Supposedly the tobacco tax in US states like California is meant to discourage tobacco use and recover costs to Medicare, – makes sense considering tobacco use has enormous health consequences and contains a highly addictive drug (and yet is publicly sold and promoted everywhere).
But then, if it’s so bad for society why aren’t programs for quitting the drug easily available and cheap? After all, smokers in many States are paying over a thousand dollars each a year (guesstimation) to the government, and yet nicorrette costs 30-60$ per week still? That’s more expensive than smoking. O.o WTF
So anyway, it turns out that those funds CAN’T be used for treatment programs because they’ve already taken out loans against future taxes and settlement payments to pay for other stuff. In fact, the States have every incentive for a portion of their populace to keep smoking, decades into the future. They’ve even got legal obligations to that effect.
So if the Government can be shown to do such a lousy job already managing one of the most addictive drugs on the planet with nearly the greatest physical harm – how can we expect it to manage drugs like crack cocaine or heroin under a full legalization model?
Ideally of course, ending the Drug War would also come with all sorts of effective treatment programs to educate people about drug use, help them spot signs of addiction early, and to help people quit the drug when use becomes problematic. Would our government supply those programs effectively?
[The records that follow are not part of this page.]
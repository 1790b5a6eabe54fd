mod console;

use yew::prelude::*;
use yew_infinite_scroll::PostFeed;

#[function_component]
fn App() -> Html {
    html! {
        <PostFeed />
    }
}

fn main() {
    console_error_panic_hook::set_once();
    console::init();
    yew::Renderer::<App>::new().render();
}
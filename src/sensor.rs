//! Tracks which sentinel is observed and decides when it counts as visible.

/// Intersection ratio at which the whole sentinel is on screen.
pub const FULLY_VISIBLE: f64 = 1.0;

/// What an intersection entry reported about its target.
#[derive(Debug, Clone, Copy, PartialEq)]
pub struct Visibility {
    /// Fraction of the target's area inside the viewport, `0.0..=1.0`
    pub ratio: f64,
    pub is_intersecting: bool,
}

impl Visibility {
    pub fn new(ratio: f64, is_intersecting: bool) -> Self {
        Self {
            ratio,
            is_intersecting,
        }
    }

    pub fn meets(&self, threshold: f64) -> bool {
        self.is_intersecting && self.ratio >= threshold
    }
}

/// A live observation of some target, released when dropped.
pub trait ObservationHandle {
    type Target: PartialEq;

    fn target(&self) -> &Self::Target;
}

#[derive(Debug)]
pub enum SensorState<H> {
    Unattached,
    Attached(H),
}

/// Keeps at most one observation alive and filters intersection entries
/// down to "load more" signals.
#[derive(Debug)]
pub struct VisibilitySensor<H> {
    state: SensorState<H>,
    threshold: f64,
}

impl<H: ObservationHandle> VisibilitySensor<H> {
    pub fn new(threshold: f64) -> Self {
        Self {
            state: SensorState::Unattached,
            threshold: threshold.clamp(0.0, FULLY_VISIBLE),
        }
    }

    pub fn threshold(&self) -> f64 {
        self.threshold
    }

    pub fn is_attached(&self) -> bool {
        matches!(self.state, SensorState::Attached(_))
    }

    pub fn is_observing(&self, target: &H::Target) -> bool {
        matches!(&self.state, SensorState::Attached(handle) if handle.target() == target)
    }

    /// Observes `target`, releasing whatever was observed before.
    ///
    /// Returns `Ok(true)` when a new observation was acquired and `Ok(false)`
    /// when `target` is already the observed one. If `acquire` fails the
    /// sensor is left unattached.
    pub fn attach_with<E>(
        &mut self,
        target: H::Target,
        acquire: impl FnOnce(H::Target) -> Result<H, E>,
    ) -> Result<bool, E> {
        if self.is_observing(&target) {
            return Ok(false);
        }
        self.detach();
        self.state = SensorState::Attached(acquire(target)?);
        Ok(true)
    }

    /// Returns whether an observation was released.
    pub fn detach(&mut self) -> bool {
        matches!(
            std::mem::replace(&mut self.state, SensorState::Unattached),
            SensorState::Attached(_)
        )
    }

    /// Follows the current marker reference: attaches to a new target,
    /// detaches when the reference is gone.
    pub fn sync_with<E>(
        &mut self,
        target: Option<H::Target>,
        acquire: impl FnOnce(H::Target) -> Result<H, E>,
    ) -> Result<bool, E> {
        match target {
            Some(target) => self.attach_with(target, acquire),
            None => {
                self.detach();
                Ok(false)
            }
        }
    }

    /// Whether an entry for `target` should emit one "load more" signal.
    ///
    /// Entries for anything but the currently observed target are stale and
    /// never signal.
    pub fn should_signal(&self, target: &H::Target, visibility: Visibility) -> bool {
        self.is_observing(target) && visibility.meets(self.threshold)
    }

    /// Number of "load more" signals one batch of intersection entries
    /// yields: one per entry that passes [`Self::should_signal`].
    pub fn count_signals(
        &self,
        entries: impl IntoIterator<Item = (H::Target, Visibility)>,
    ) -> usize {
        entries
            .into_iter()
            .filter(|(target, visibility)| self.should_signal(target, *visibility))
            .count()
    }
}

#[cfg(test)]
mod tests {
    use std::{cell::RefCell, convert::Infallible, rc::Rc};

    use super::*;

    type Log = Rc<RefCell<Vec<&'static str>>>;

    struct FakeHandle {
        target: &'static str,
        released: Log,
    }

    impl ObservationHandle for FakeHandle {
        type Target = &'static str;

        fn target(&self) -> &&'static str {
            &self.target
        }
    }

    impl Drop for FakeHandle {
        fn drop(&mut self) {
            self.released.borrow_mut().push(self.target);
        }
    }

    fn observer(released: &Log) -> impl Fn(&'static str) -> Result<FakeHandle, Infallible> + '_ {
        move |target| {
            Ok(FakeHandle {
                target,
                released: released.clone(),
            })
        }
    }

    const VISIBLE: Visibility = Visibility {
        ratio: 1.0,
        is_intersecting: true,
    };

    #[test]
    fn unattached_sensor_never_signals() {
        let sensor = VisibilitySensor::<FakeHandle>::new(FULLY_VISIBLE);
        assert!(!sensor.is_attached());
        assert!(!sensor.should_signal(&"marker", VISIBLE));
    }

    #[test]
    fn fully_visible_marker_signals() {
        let released = Log::default();
        let mut sensor = VisibilitySensor::new(FULLY_VISIBLE);
        assert_eq!(sensor.attach_with("marker", observer(&released)), Ok(true));
        assert!(sensor.should_signal(&"marker", VISIBLE));
    }

    #[test]
    fn partially_visible_marker_does_not_signal() {
        let released = Log::default();
        let mut sensor = VisibilitySensor::new(FULLY_VISIBLE);
        sensor.attach_with("marker", observer(&released)).unwrap();
        assert!(!sensor.should_signal(&"marker", Visibility::new(0.99, true)));
        assert!(!sensor.should_signal(&"marker", Visibility::new(0.5, true)));
        assert!(!sensor.should_signal(&"marker", Visibility::new(0.0, false)));
    }

    #[test]
    fn leaving_the_viewport_does_not_signal() {
        let released = Log::default();
        let mut sensor = VisibilitySensor::new(FULLY_VISIBLE);
        sensor.attach_with("marker", observer(&released)).unwrap();
        assert!(!sensor.should_signal(&"marker", Visibility::new(1.0, false)));
    }

    #[test]
    fn reattaching_releases_old_marker_and_ignores_its_entries() {
        let released = Log::default();
        let mut sensor = VisibilitySensor::new(FULLY_VISIBLE);
        sensor.attach_with("old", observer(&released)).unwrap();
        assert_eq!(sensor.attach_with("new", observer(&released)), Ok(true));

        assert_eq!(*released.borrow(), vec!["old"]);
        assert!(sensor.is_observing(&"new"));
        assert!(!sensor.should_signal(&"old", VISIBLE));
        assert!(sensor.should_signal(&"new", VISIBLE));
    }

    #[test]
    fn same_marker_is_not_reacquired() {
        let released = Log::default();
        let mut sensor = VisibilitySensor::new(FULLY_VISIBLE);
        sensor.attach_with("marker", observer(&released)).unwrap();
        assert_eq!(sensor.attach_with("marker", observer(&released)), Ok(false));
        assert!(released.borrow().is_empty());
    }

    #[test]
    fn cleared_reference_detaches() {
        let released = Log::default();
        let mut sensor = VisibilitySensor::new(FULLY_VISIBLE);
        sensor.sync_with(Some("marker"), observer(&released)).unwrap();
        assert!(sensor.is_attached());

        assert_eq!(sensor.sync_with(None, observer(&released)), Ok(false));
        assert!(!sensor.is_attached());
        assert_eq!(*released.borrow(), vec!["marker"]);
        assert!(!sensor.should_signal(&"marker", VISIBLE));
    }

    #[test]
    fn dropping_the_sensor_releases_its_marker() {
        let released = Log::default();
        {
            let mut sensor = VisibilitySensor::new(FULLY_VISIBLE);
            sensor.attach_with("marker", observer(&released)).unwrap();
        }
        assert_eq!(*released.borrow(), vec!["marker"]);
    }

    #[test]
    fn failed_acquire_leaves_sensor_unattached() {
        let released = Log::default();
        let mut sensor = VisibilitySensor::new(FULLY_VISIBLE);
        sensor.attach_with("old", observer(&released)).unwrap();

        let result = sensor.attach_with("new", |_| Err::<FakeHandle, _>("observe threw"));
        assert_eq!(result, Err("observe threw"));
        assert!(!sensor.is_attached());
        assert_eq!(*released.borrow(), vec!["old"]);
    }

    #[test]
    fn lower_threshold_accepts_partial_visibility() {
        let released = Log::default();
        let mut sensor = VisibilitySensor::new(0.5);
        sensor.attach_with("marker", observer(&released)).unwrap();
        assert!(sensor.should_signal(&"marker", Visibility::new(0.5, true)));
        assert!(!sensor.should_signal(&"marker", Visibility::new(0.25, true)));
    }

    #[test]
    fn stale_entries_in_a_batch_are_not_counted() {
        let released = Log::default();
        let mut sensor = VisibilitySensor::new(FULLY_VISIBLE);
        sensor.attach_with("old", observer(&released)).unwrap();
        sensor.attach_with("new", observer(&released)).unwrap();

        let batch = [
            ("old", VISIBLE),
            ("new", Visibility::new(0.4, true)),
            ("other", VISIBLE),
        ];
        assert_eq!(sensor.count_signals(batch), 0);
    }

    #[test]
    fn each_qualifying_entry_counts_once() {
        let released = Log::default();
        let mut sensor = VisibilitySensor::new(FULLY_VISIBLE);
        sensor.attach_with("marker", observer(&released)).unwrap();

        let batch = [
            ("marker", VISIBLE),
            ("old", VISIBLE),
            ("marker", Visibility::new(0.5, true)),
            ("marker", VISIBLE),
        ];
        assert_eq!(sensor.count_signals(batch), 2);
        assert_eq!(sensor.count_signals(std::iter::empty()), 0);
    }

    #[test]
    fn out_of_range_threshold_still_signals_when_fully_visible() {
        let released = Log::default();
        let mut sensor = VisibilitySensor::new(1.5);
        assert_eq!(sensor.threshold(), FULLY_VISIBLE);
        sensor.attach_with("marker", observer(&released)).unwrap();
        assert_eq!(sensor.count_signals([("marker", VISIBLE)]), 1);
        assert_eq!(sensor.count_signals([("marker", Visibility::new(0.99, true))]), 0);
    }

    #[test]
    fn threshold_is_clamped() {
        assert_eq!(VisibilitySensor::<FakeHandle>::new(3.0).threshold(), FULLY_VISIBLE);
        assert_eq!(VisibilitySensor::<FakeHandle>::new(-1.0).threshold(), 0.0);
    }
}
Would it be done cheaply and with compassion?
But in this line of thinking there is an assumption that often goes overlooked – just because we want something to be free and ubiquitously available doesn’t mean government has to provide it.
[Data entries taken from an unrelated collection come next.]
//! Routes `tracing` output to the browser console.

use std::io;

use tracing::Level;
use tracing_subscriber::fmt::MakeWriter;

/// Buffers one formatted event and logs it when dropped.
pub struct ConsoleWriter {
    level: Level,
    buf: Vec<u8>,
}

impl io::Write for ConsoleWriter {
    fn write(&mut self, bytes: &[u8]) -> io::Result<usize> {
        self.buf.extend_from_slice(bytes);
        Ok(bytes.len())
    }

    fn flush(&mut self) -> io::Result<()> {
        Ok(())
    }
}

impl Drop for ConsoleWriter {
    fn drop(&mut self) {
        let line = String::from_utf8_lossy(&self.buf);
        let line = line.trim_end().into();
        match self.level {
            Level::ERROR => web_sys::console::error_1(&line),
            Level::WARN => web_sys::console::warn_1(&line),
            Level::INFO => web_sys::console::info_1(&line),
            _ => web_sys::console::debug_1(&line),
        }
    }
}

pub struct MakeConsoleWriter;

impl<'a> MakeWriter<'a> for MakeConsoleWriter {
    type Writer = ConsoleWriter;

    fn make_writer(&'a self) -> Self::Writer {
        ConsoleWriter {
            level: Level::INFO,
            buf: Vec::new(),
        }
    }

    fn make_writer_for(&'a self, meta: &tracing::Metadata<'_>) -> Self::Writer {
        ConsoleWriter {
            level: *meta.level(),
            buf: Vec::new(),
        }
    }
}

pub fn init() {
    // no clock in wasm32-unknown-unknown, so no timestamps
    tracing_subscriber::fmt()
        .with_writer(MakeConsoleWriter)
        .with_ansi(false)
        .without_time()
        .with_max_level(Level::DEBUG)
        .init();
}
Communities can come together to provide services without all the bureaucracy and politics – after all there are so many unemployed young people in America- eager college graduates even, wasting their lives at Starbucks making payments on impossible debt- the manpower to fix any problem in the world is RIGHT THERE. If we could only really set about re aligning our assumptions regarding our role in society and the system of incentives we operate with, I really believe we can solve any problem without government.
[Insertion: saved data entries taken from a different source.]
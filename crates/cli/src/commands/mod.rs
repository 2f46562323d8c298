pub mod daemon;
pub mod doctor;
pub mod onboard;
pub mod once;
pub mod status;

use std::sync::Arc;

use groupwarden_client::MealieClient;
use groupwarden_config::AppConfig;
use groupwarden_reconciler::{Reconciler, ReconcilerOptions};

/// Build a reconciler wired to the configured Mealie server.
pub(crate) fn build_reconciler(
    config: &AppConfig,
) -> Result<Reconciler<MealieClient>, Box<dyn std::error::Error>> {
    config.require_api_key()?;
    let client = MealieClient::from_config(config)?;
    Ok(Reconciler::new(
        Arc::new(client),
        ReconcilerOptions::from(&config.reconcile),
    ))
}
Which is why I think we can go ahead pursue a full legalization strategy knowing full well that the government would badly mismanage it. The problem with supplying that charity to the inner cities right now IS the government, with their army of police knocking down doors, breaking up families, and creating a highly toxic and violent underground market dominated by international drug cartels and street gangs, all in the name of this terrible idea called prohibition.
Get the cops and violence out of the way and we can treat the inner city and begin to give the unfortunate kids growing up there a better world to look forward to, complete with whole families to come home to at night and safe places of education in the day.